An offer was accepted on the Cliftonville premises just before it was due to go to auction


A campaign to save Margate Hebrew Congregation’s 1920s building in the Cliftonville area has succeeded, raising the £300,000 needed to take over the property to become a cultural Jewish space. 

Save Our Shul (SOS) was able to have the building withdrawn from sale just as it was due to go for auction thanks to an “anonymous benefactor”, and contracts were exchanged on December 24.  

The synagogue will soon be handed over to the newly-formed Cliftonville Cultural Space CIC, which will then conduct a local consultation “to ensure that the new space is a welcoming meeting point for everyone, reflecting Cliftonville’s cultural pluralism and bringing people together”.  

The synagogue had been put up for auction in early November by shul management after upkeep of the premises became unmanageable for the 11-strong community.  

Geoffrey Gradus, the shul’s chairman, previously said they would maintain the synagogue’s charity with hopes of finding a smaller venue to relocate to.  

The building, originally constructed Jewish holidaymakers in the seaside town, had also attracted the interest of two Union of Orthodox Hebrew Congregation rabbis, who claimed the organisation would be “willing and able to take it over”. 

Now the deconsecrated site will become a venue for “music, theatre, dance, exhibitions and food, as well as celebrating the rich history and diversity of the area.” According to the campaign, fundraising for the conversion will begin in early 2021, with a view to opening the space to the public by late 2022. 

Francesca Ter-Berg, a klezmer cellist heading the all-female campaign to save the synagogue, said it had been a “massive relief” when they received the funding to take over the synagogue. 

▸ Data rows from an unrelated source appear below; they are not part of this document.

use std::sync::Arc;
use std::time::Duration;

use anyhow::{Context, Result, anyhow};
use log::info;
use tokio::sync::mpsc;
use webrtc::api::interceptor_registry::register_default_interceptors;
use webrtc::api::media_engine::MediaEngine;
use webrtc::api::setting_engine::{SctpMaxMessageSize, SettingEngine};
use webrtc::api::{API, APIBuilder};
use webrtc::data_channel::RTCDataChannel;
use webrtc::data_channel::data_channel_init::RTCDataChannelInit;
use webrtc::ice_transport::ice_server::RTCIceServer;
use webrtc::interceptor::registry::Registry;
use webrtc::peer_connection::RTCPeerConnection;
use webrtc::peer_connection::configuration::RTCConfiguration;
use webrtc::peer_connection::sdp::sdp_type::RTCSdpType;
use webrtc::peer_connection::sdp::session_description::RTCSessionDescription;

use super::data_channel::DataChannelTransport;
use crate::config::Config;

/// Receive window of a webrtc-rs SCTP association; a larger message never completes
pub const SCTP_RECEIVE_WINDOW: usize = 1024 * 1024;

/// What a peer accepts when its description carries no `max-message-size` (RFC 8841)
pub const DEFAULT_REMOTE_MESSAGE_SIZE: usize = 64 * 1024;

const MAX_MESSAGE_SIZE_ATTR: &str = "a=max-message-size:";

/// Factory for peer connections and data channels.
///
/// Build one per process and hand it to whoever needs a connection.
pub struct WebRtcContext {
    api: API,
    ice_servers: Vec<String>,
    channel_label: String,
    max_message_bytes: usize,
}

/// Two in-process peers joined by one data channel
pub struct LocalLink {
    pub offerer: Arc<RTCPeerConnection>,
    pub answerer: Arc<RTCPeerConnection>,
    pub sender: DataChannelTransport,
    pub receiver: DataChannelTransport,
}

impl LocalLink {
    pub async fn close(&self) {
        self.sender.close().await;
        let _ = self.offerer.close().await;
        let _ = self.answerer.close().await;
    }
}

impl WebRtcContext {
    pub fn new(config: &Config) -> Result<Self> {
        let mut media_engine = MediaEngine::default();
        media_engine
            .register_default_codecs()
            .context("Failed to register codecs")?;

        let mut registry = Registry::new();
        registry = register_default_interceptors(registry, &mut media_engine)
            .context("Failed to register interceptors")?;

        let max_message_bytes = config.max_message_bytes.clamp(1, SCTP_RECEIVE_WINDOW);
        if max_message_bytes < config.max_message_bytes {
            info!(
                "Data channel messages capped at {} bytes by the SCTP receive window",
                max_message_bytes
            );
        }

        let mut setting_engine = SettingEngine::default();
        setting_engine.set_include_loopback_candidate(config.include_loopback_candidates);
        setting_engine.detach_data_channels();
        setting_engine.set_sctp_max_message_size_can_send(SctpMaxMessageSize::Bounded(
            max_message_bytes as u32,
        ));

        let api = APIBuilder::new()
            .with_setting_engine(setting_engine)
            .with_media_engine(media_engine)
            .with_interceptor_registry(registry)
            .build();

        Ok(Self {
            api,
            ice_servers: config.ice_servers.clone(),
            channel_label: config.channel_label.clone(),
            max_message_bytes,
        })
    }

    /// Largest message a channel from this context sends or receives
    pub fn max_message_bytes(&self) -> usize {
        self.max_message_bytes
    }

    /// Announce our message limit in a local description before handing it to the peer.
    ///
    /// webrtc-rs leaves `max-message-size` out of its SDP, so without this the
    /// remote side assumes 64 KiB.
    pub fn advertise_max_message_size(
        &self,
        description: RTCSessionDescription,
    ) -> Result<RTCSessionDescription> {
        if description.sdp.contains(MAX_MESSAGE_SIZE_ATTR) {
            return Ok(description);
        }

        let mut sdp = String::with_capacity(description.sdp.len() + 32);
        let mut annotated = false;
        for line in description.sdp.split_inclusive('\n') {
            sdp.push_str(line);
            if !annotated && line.starts_with("a=sctp-port:") {
                sdp.push_str(&format!("{}{}\r\n", MAX_MESSAGE_SIZE_ATTR, self.max_message_bytes));
                annotated = true;
            }
        }
        if !annotated {
            return Ok(description);
        }

        let annotated = match description.sdp_type {
            RTCSdpType::Offer => RTCSessionDescription::offer(sdp)?,
            RTCSdpType::Answer => RTCSessionDescription::answer(sdp)?,
            RTCSdpType::Pranswer => RTCSessionDescription::pranswer(sdp)?,
            _ => return Ok(description),
        };
        Ok(annotated)
    }

    pub async fn create_peer_connection(&self) -> Result<Arc<RTCPeerConnection>> {
        let ice_servers = if self.ice_servers.is_empty() {
            vec![]
        } else {
            vec![RTCIceServer {
                urls: self.ice_servers.clone(),
                ..Default::default()
            }]
        };

        let config = RTCConfiguration {
            ice_servers,
            ..Default::default()
        };

        let peer_connection = self
            .api
            .new_peer_connection(config)
            .await
            .context("Failed to create peer connection")?;
        Ok(Arc::new(peer_connection))
    }

    /// Open the ordered, reliable depth channel on `pc`
    pub async fn create_data_channel(&self, pc: &RTCPeerConnection) -> Result<DataChannelTransport> {
        let init = RTCDataChannelInit {
            ordered: Some(true),
            ..Default::default()
        };
        let channel = pc
            .create_data_channel(&self.channel_label, Some(init))
            .await
            .context("Failed to create data channel")?;
        info!("Data channel '{}' created", self.channel_label);
        Ok(self.wrap(channel))
    }

    /// Adapt a channel announced by the remote peer
    pub fn wrap(&self, channel: Arc<RTCDataChannel>) -> DataChannelTransport {
        DataChannelTransport::new(channel, self.max_message_bytes)
    }

    /// Connect two local peers with a non-trickle offer/answer and wait for the channel
    pub async fn connect_local_pair(&self, timeout: Duration) -> Result<LocalLink> {
        let offerer = self.create_peer_connection().await?;
        let answerer = self.create_peer_connection().await?;

        let sender = self.create_data_channel(&offerer).await?;

        let (dc_tx, mut dc_rx) = mpsc::channel::<Arc<RTCDataChannel>>(1);
        answerer.on_data_channel(Box::new(move |dc: Arc<RTCDataChannel>| {
            let dc_tx = dc_tx.clone();
            Box::pin(async move {
                let _ = dc_tx.send(dc).await;
            })
        }));

        let offer = offerer.create_offer(None).await?;
        let offer =
            self.advertise_max_message_size(Self::set_local_and_gather(&offerer, offer).await?)?;
        let offer_limit = remote_max_message_size(&offer);
        answerer.set_remote_description(offer).await?;

        let answer = answerer.create_answer(None).await?;
        let answer =
            self.advertise_max_message_size(Self::set_local_and_gather(&answerer, answer).await?)?;
        sender.limit_message_size(remote_max_message_size(&answer));
        offerer.set_remote_description(answer).await?;

        let remote = tokio::time::timeout(timeout, dc_rx.recv())
            .await
            .context("Timed out waiting for the remote data channel")?
            .ok_or_else(|| anyhow!("Answerer closed before the data channel arrived"))?;
        let receiver = self.wrap(remote);
        receiver.limit_message_size(offer_limit);

        sender.wait_open(timeout).await?;
        receiver.wait_open(timeout).await?;
        info!("Local peer pair connected on '{}'", self.channel_label);

        Ok(LocalLink {
            offerer,
            answerer,
            sender,
            receiver,
        })
    }

    // Block until ICE gathering is complete so one description carries every candidate
    async fn set_local_and_gather(
        pc: &RTCPeerConnection,
        description: RTCSessionDescription,
    ) -> Result<RTCSessionDescription> {
        let mut gather_complete = pc.gathering_complete_promise().await;
        pc.set_local_description(description).await?;
        let _ = gather_complete.recv().await;
        pc.local_description()
            .await
            .ok_or_else(|| anyhow!("No local description after ICE gathering"))
    }
}

/// Largest message the author of `description` accepts
pub fn remote_max_message_size(description: &RTCSessionDescription) -> usize {
    let advertised = description
        .sdp
        .lines()
        .find_map(|line| line.trim().strip_prefix(MAX_MESSAGE_SIZE_ATTR))
        .and_then(|value| value.trim().parse::<usize>().ok());
    match advertised {
        // zero means the peer sets no limit
        Some(0) => usize::MAX,
        Some(size) => size,
        None => DEFAULT_REMOTE_MESSAGE_SIZE,
    }
}

#[cfg(test)]
mod tests {
    use super::*;
    use crate::capture::frame::{CaptureFrame, Geometry, PixelFormat, Timestamp};
    use crate::capture::pixel_buffer::PixelBuffer;
    use crate::encoder::DepthEncoder;
    use crate::utils::compress::Compression;
    use crate::utils::net::transport::{Transport, TransportError};
    use bytes::Bytes;
    use half::f16;

    fn offline_config() -> Config {
        Config {
            ice_servers: vec![],
            ..Config::default()
        }
    }

    fn local_config() -> Config {
        Config {
            include_loopback_candidates: true,
            ..offline_config()
        }
    }

    fn collect(transport: &DataChannelTransport) -> mpsc::UnboundedReceiver<Bytes> {
        let (tx, rx) = mpsc::unbounded_channel();
        transport.on_message(Arc::new(move |msg: Bytes| {
            let _ = tx.send(msg);
        }));
        rx
    }

    // 256x192 half-float depth between 0.5 and 8 m with random noise in every sample, deflated
    fn noisy_depth_message() -> Bytes {
        let geometry = Geometry::packed(256, 192, PixelFormat::DepthFloat16);
        let mut seed = 0x2545_f491_u32;
        let mut data = Vec::with_capacity(geometry.payload_len());
        for _ in 0..(256 * 192) {
            seed ^= seed << 13;
            seed ^= seed >> 17;
            seed ^= seed << 5;
            let depth = f16::from_bits(0x3800 | (seed & 0x0fff) as u16);
            data.extend_from_slice(&depth.to_le_bytes());
        }
        let frame = CaptureFrame::new(
            PixelBuffer::from_vec(geometry, data).unwrap(),
            Timestamp::from_nanos(1),
        );
        DepthEncoder::new(Arc::new(Compression::default()))
            .encode(&frame)
            .unwrap()
            .data
    }

    #[tokio::test]
    async fn test_unconnected_channel_is_not_open() {
        let context = WebRtcContext::new(&offline_config()).unwrap();
        let pc = context.create_peer_connection().await.unwrap();
        let transport = context.create_data_channel(&pc).await.unwrap();

        assert_eq!(transport.label(), Config::default().channel_label);
        assert!(!transport.is_open());
        assert_eq!(
            transport.send(Bytes::from_static(b"depth")).await,
            Err(TransportError::NotOpen)
        );
        assert_eq!(
            transport.wait_open(Duration::from_millis(20)).await,
            Err(TransportError::NotOpen)
        );

        pc.close().await.unwrap();
    }

    #[test]
    fn test_message_limit_capped_by_receive_window() {
        let context = WebRtcContext::new(&offline_config()).unwrap();
        assert_eq!(context.max_message_bytes(), SCTP_RECEIVE_WINDOW);

        let small = Config {
            max_message_bytes: 1000,
            ..offline_config()
        };
        assert_eq!(WebRtcContext::new(&small).unwrap().max_message_bytes(), 1000);
    }

    #[tokio::test]
    async fn test_advertise_max_message_size() {
        let context = WebRtcContext::new(&offline_config()).unwrap();
        let pc = context.create_peer_connection().await.unwrap();
        let _channel = context.create_data_channel(&pc).await.unwrap();
        let offer = pc.create_offer(None).await.unwrap();

        assert_eq!(remote_max_message_size(&offer), DEFAULT_REMOTE_MESSAGE_SIZE);

        let annotated = context.advertise_max_message_size(offer).unwrap();
        assert_eq!(annotated.sdp_type, RTCSdpType::Offer);
        assert_eq!(remote_max_message_size(&annotated), SCTP_RECEIVE_WINDOW);
        assert_eq!(annotated.sdp.matches(MAX_MESSAGE_SIZE_ATTR).count(), 1);

        // annotating twice leaves a single attribute
        let again = context.advertise_max_message_size(annotated).unwrap();
        assert_eq!(again.sdp.matches(MAX_MESSAGE_SIZE_ATTR).count(), 1);

        pc.close().await.unwrap();
    }

    #[tokio::test]
    async fn test_local_pair_delivers_and_enforces_limit() {
        let config = Config {
            max_message_bytes: 1000,
            ..local_config()
        };
        let context = WebRtcContext::new(&config).unwrap();
        let link = context
            .connect_local_pair(Duration::from_secs(10))
            .await
            .unwrap();
        assert!(link.sender.is_open());
        assert!(link.receiver.is_open());
        link.sender.wait_open(Duration::from_millis(1)).await.unwrap();
        assert_eq!(link.sender.max_message_bytes(), 1000);

        let mut received = collect(&link.receiver);
        link.sender.send(Bytes::from(vec![7u8; 900])).await.unwrap();
        let msg = tokio::time::timeout(Duration::from_secs(5), received.recv())
            .await
            .unwrap()
            .unwrap();
        assert_eq!(msg.len(), 900);
        assert!(msg.iter().all(|b| *b == 7));

        let result = link.sender.send(Bytes::from(vec![7u8; 1001])).await;
        assert!(matches!(result, Err(TransportError::SendFailed(_))));

        link.close().await;
    }

    #[tokio::test]
    async fn test_local_pair_carries_full_depth_frame() {
        let message = noisy_depth_message();
        assert!(message.len() > DEFAULT_REMOTE_MESSAGE_SIZE);

        let context = WebRtcContext::new(&local_config()).unwrap();
        let link = context
            .connect_local_pair(Duration::from_secs(10))
            .await
            .unwrap();
        assert_eq!(link.sender.max_message_bytes(), SCTP_RECEIVE_WINDOW);

        let mut received = collect(&link.receiver);
        link.sender.send(message.clone()).await.unwrap();
        let msg = tokio::time::timeout(Duration::from_secs(10), received.recv())
            .await
            .unwrap()
            .unwrap();
        assert_eq!(msg, message);

        link.close().await;
    }
}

“There were many sleepless nights and even some tears,” she said. “But we did it, it feels amazing and we are all so excited about the next steps. We have the full support of the local community and it has been amazing to connect with people from all over the world who have a historical personal relationship to the Synagogue itself.”

SOS also received support from some notable faces in the arts, including Margate-raised film director Arnold Schwartzman OBE, actors Sir Ben Kingsley and Steven Berkoff, as well as The Great Pottery Throwdown judge Keith Brymer Jones. 

Upon hearing the news, Mr Schwartzman described it as a “miracle for Margate”. 

During the First World War, the then synagogue was used for prayer by Jewish soldiers stationed nearby before they went off to fight in France. 

The current building was constructed in the 1920s at a cost of around £6,000. 

According to a report from 1928 from the Isle of Thanet Gazette on the laying of the building’s foundation stone, the synagogue was established to meet increasing demand from Jewish visitors. 

In 2017, the shul was forced to cancel its Rosh Hashanah and Yom Kippur services because of a lack of numbers. It has not held formal services since then.